As Vinland -Sagas two are sagas that Grænlendinga saga ( The Saga of the Greenlanders ) and Saga of Erik the Red ( The Saga of Erik the Red ), respectively.

The saga of Erik the Red ( Eirík saga rauđa ), probably originated in the 13th century, has survived today in two versions, some of which differ considerably. It has been handed down in the 14th century hauksbók and the skálholtsbók written down a century later . The action takes place in Iceland at the beginning of the 11th century and deals with the story of Erik the Red and his direct and indirect family.

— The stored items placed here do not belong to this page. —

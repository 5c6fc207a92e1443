use crate::automaton::{Automaton, AutomatonBuilder, Parity, State, StateLabel, Symbol};
use crate::error::{AutomatonError, Result};
use std::collections::{BTreeSet, HashSet, VecDeque};
use tracing::debug;

/// Product construction over the pairs reachable from the initial pair.
///
/// A pair gets a transition on `s` exactly when both components have one.
/// `is_final` decides the final flag of each discovered pair.
fn product<S, F>(left: &Automaton<S>, right: &Automaton<S>, is_final: F) -> Result<Automaton<S>>
where
    S: Symbol,
    F: Fn(&State, &State) -> bool,
{
    let finality = |l: &StateLabel, r: &StateLabel| match (left.state(l), right.state(r)) {
        (Some(l), Some(r)) => is_final(l, r),
        _ => false,
    };

    let start = (left.initial_state().label(), right.initial_state().label());
    let mut builder = AutomatonBuilder::new(
        StateLabel::pair(start.0, start.1),
        finality(start.0, start.1),
    );

    let mut frontier = VecDeque::from([start]);
    let mut discovered: HashSet<(&StateLabel, &StateLabel)> = HashSet::from([start]);

    while let Some((l, r)) = frontier.pop_front() {
        let source = StateLabel::pair(l, r);
        for (symbol, l_next) in left.iter_transitions(l) {
            let Some(r_next) = right.next(r, symbol) else {
                continue;
            };
            let target = StateLabel::pair(l_next, r_next);
            if discovered.insert((l_next, r_next)) {
                builder.add_state(target.clone(), finality(l_next, r_next));
                frontier.push_back((l_next, r_next));
            }
            builder.add_transition(source.clone(), symbol.clone(), target)?;
        }
    }

    Ok(builder.build())
}

/// Accepts exactly the words accepted by both operands.
///
/// States are the reachable pairs `(left, right)`; a pair is final iff both
/// components are.
///
/// # Errors
/// `EmptyLanguage` if no final pair is reachable.
pub fn intersection<S: Symbol>(left: &Automaton<S>, right: &Automaton<S>) -> Result<Automaton<S>> {
    let result = product(left, right, |l, r| l.is_final() && r.is_final())?;
    if result.final_states().next().is_none() {
        return Err(AutomatonError::EmptyLanguage);
    }
    debug!(
        states = result.state_count(),
        transitions = result.transition_count(),
        "intersection constructed"
    );
    Ok(result)
}

/// Builds an epsilon-free automaton for `L(first) · L(second)`.
///
/// Valid when no word of `L(first)` ends with a letter that a word of
/// `L(second)` begins with, and `L(second)` contains the empty word. Final
/// states of `first` stay final, and the edges leaving the initial state of
/// `second` are grafted onto every one of them.
///
/// The initial state of `second` and its edges are not copied, so `second`
/// must never return to it.
///
/// # Errors
/// `PreconditionViolation` if `second` rejects the empty word, re-enters its
/// initial state, or if a final state of `first` already reads a letter that
/// leaves the initial state of `second`.
pub fn unambiguous_concatenation<S: Symbol>(
    first: &Automaton<S>,
    second: &Automaton<S>,
) -> Result<Automaton<S>> {
    if first.is_empty_word_automaton() && second.is_empty_word_automaton() {
        return Ok(first.clone());
    }

    let second_initial = second.initial_state();
    if !second_initial.is_final() {
        return Err(AutomatonError::PreconditionViolation(
            "the second operand must accept the empty word".to_string(),
        ));
    }
    if second
        .all_transitions()
        .any(|(_, _, to)| to == second_initial.label())
    {
        return Err(AutomatonError::PreconditionViolation(
            "the second operand re-enters its initial state".to_string(),
        ));
    }

    let grafted: Vec<(&S, &StateLabel)> = second.iter_transitions(second_initial.label()).collect();
    for state in first.final_states() {
        for (symbol, _) in &grafted {
            if first.next(state.label(), symbol).is_some() {
                return Err(AutomatonError::PreconditionViolation(format!(
                    "final state {} of the first operand reads {:?}, which also begins the second operand",
                    state.label(),
                    symbol
                )));
            }
        }
    }

    let first_initial = first.initial_state();
    let mut builder = AutomatonBuilder::new(
        StateLabel::tagged(0, first_initial.label()),
        first_initial.is_final(),
    );
    for state in first.states() {
        builder.add_state(StateLabel::tagged(0, state.label()), state.is_final());
    }
    for state in second.states().filter(|state| !state.is_initial()) {
        builder.add_state(StateLabel::tagged(1, state.label()), state.is_final());
    }

    for (from, symbol, to) in first.all_transitions() {
        builder.add_transition(
            StateLabel::tagged(0, from),
            symbol.clone(),
            StateLabel::tagged(0, to),
        )?;
    }
    for (from, symbol, to) in second.all_transitions() {
        if from == second_initial.label() {
            continue;
        }
        builder.add_transition(
            StateLabel::tagged(1, from),
            symbol.clone(),
            StateLabel::tagged(1, to),
        )?;
    }
    for state in first.final_states() {
        for (symbol, to) in &grafted {
            builder.add_transition(
                StateLabel::tagged(0, state.label()),
                (*symbol).clone(),
                StateLabel::tagged(1, to),
            )?;
        }
    }

    let result = builder.build();
    debug!(
        states = result.state_count(),
        transitions = result.transition_count(),
        "concatenation constructed"
    );
    Ok(result)
}

/// Adds a non-final sink so every state reads every symbol of `alphabet`
/// (and of the automaton's own alphabet). Already complete automata are
/// returned unchanged.
///
/// The sink is labelled `Sink`, wrapped in `Tagged(0, _)` until the label is
/// not already taken by a state of `automaton`.
pub fn complete<S: Symbol>(automaton: &Automaton<S>, alphabet: &BTreeSet<S>) -> Result<Automaton<S>> {
    let alphabet: BTreeSet<S> = automaton.alphabet().union(alphabet).cloned().collect();
    if automaton.is_complete_over(&alphabet) {
        return Ok(automaton.clone());
    }

    let mut sink = StateLabel::Sink;
    while automaton.state(&sink).is_some() {
        sink = StateLabel::tagged(0, &sink);
    }

    let initial = automaton.initial_state();
    let mut builder = AutomatonBuilder::new(initial.label().clone(), initial.is_final());
    for state in automaton.states() {
        builder.add_state(state.label().clone(), state.is_final());
    }
    builder.add_state(sink.clone(), false);

    for (from, symbol, to) in automaton.all_transitions() {
        builder.add_transition(from.clone(), symbol.clone(), to.clone())?;
    }
    let labels = automaton
        .states()
        .map(|state| state.label().clone())
        .chain(std::iter::once(sink.clone()));
    for label in labels {
        for symbol in &alphabet {
            if automaton.next(&label, symbol).is_none() {
                builder.add_transition(label.clone(), symbol.clone(), sink.clone())?;
            }
        }
    }
    Ok(builder.build())
}

/// Two-state machine flipping parity on every symbol of `alphabet`.
///
/// # Errors
/// `EmptyLanguage` if no reachable parity is final. Over an empty alphabet
/// only the even state exists.
pub fn parity_machine<S: Symbol>(
    alphabet: &BTreeSet<S>,
    even_final: bool,
    odd_final: bool,
) -> Result<Automaton<S>> {
    if !even_final && (alphabet.is_empty() || !odd_final) {
        return Err(AutomatonError::EmptyLanguage);
    }

    let even = StateLabel::Parity(Parity::Even);
    let odd = StateLabel::Parity(Parity::Odd);
    let mut builder = AutomatonBuilder::new(even.clone(), even_final);
    if alphabet.is_empty() {
        return Ok(builder.build());
    }
    builder.add_state(odd.clone(), odd_final);
    for symbol in alphabet {
        builder.add_transition(even.clone(), symbol.clone(), odd.clone())?;
        builder.add_transition(odd.clone(), symbol.clone(), even.clone())?;
    }
    Ok(builder.build())
}

/// Accepts the even-length words of `L(even)` and the odd-length words of
/// `L(odd)`.
///
/// Both operands are completed first, so the product keeps tracking a word
/// in one operand after the other has rejected it. The parity component of
/// each state then selects which operand decides finality.
///
/// # Errors
/// `EmptyLanguage` if no final state is reachable.
pub fn interspersal<S: Symbol>(even: &Automaton<S>, odd: &Automaton<S>) -> Result<Automaton<S>> {
    let alphabet: BTreeSet<S> = even.alphabet().union(odd.alphabet()).cloned().collect();
    let complete_even = complete(even, &alphabet)?;
    let complete_odd = complete(odd, &alphabet)?;
    let parity = parity_machine(&alphabet, true, true)?;

    let both_final = |l: &State, r: &State| l.is_final() && r.is_final();
    let tracked = product(&complete_even, &complete_odd, both_final)?;
    // Final flags of this product are placeholders, recomputed from the
    // parity component below.
    let approximate = product(&parity, &tracked, both_final)?;

    let result = approximate.with_final_flags(|state| {
        let Some((parity, tracked)) = state.label().components() else {
            return false;
        };
        let Some((even_label, odd_label)) = tracked.components() else {
            return false;
        };
        match parity {
            StateLabel::Parity(Parity::Even) => complete_even.is_final(even_label),
            StateLabel::Parity(Parity::Odd) => complete_odd.is_final(odd_label),
            _ => false,
        }
    });

    if result.final_states().next().is_none() {
        return Err(AutomatonError::EmptyLanguage);
    }
    debug!(
        states = result.state_count(),
        transitions = result.transition_count(),
        "interspersal constructed"
    );
    Ok(result)
}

The creation of the second Vinland saga, the saga of the Greenlanders ( Grænlendinga saga ) is also dated to the 13th century. However, it is only preserved in one manuscript, namely the Flateyjarbók written in the late 14th century .

Icelandic sagas are conceived openly, which means that they could be changed by copyists. This explains the similar material, but the different emphasis and elaboration of the two Vinlandsagas.

The sagas provide the most fully preserved information on the Scandinavian colonization of America . The partly contradicting sagas were written at the earliest 200 years after the journeys they describe. Despite the contradictions, historians regard them as the basis of knowledge about the Scandinavian colonization of North America.

In the 1960s, a Scandinavian settlement was excavated in L'Anse aux Meadows on Newfoundland by the couple Anne-Stine and Helge Ingstad , which means that the journeys described in the sagas were regarded as proven.

literature

  • Else Ebel (Editor): The Vínlandsagas. Selected texts on the discovery of America by the Vikings. Niemeyer, Tübingen 1973.
  • Magnus Magnusson (translator): The Vinland Sagas: The Norse Discovery of America. Penguin Books, Baltimore 1965.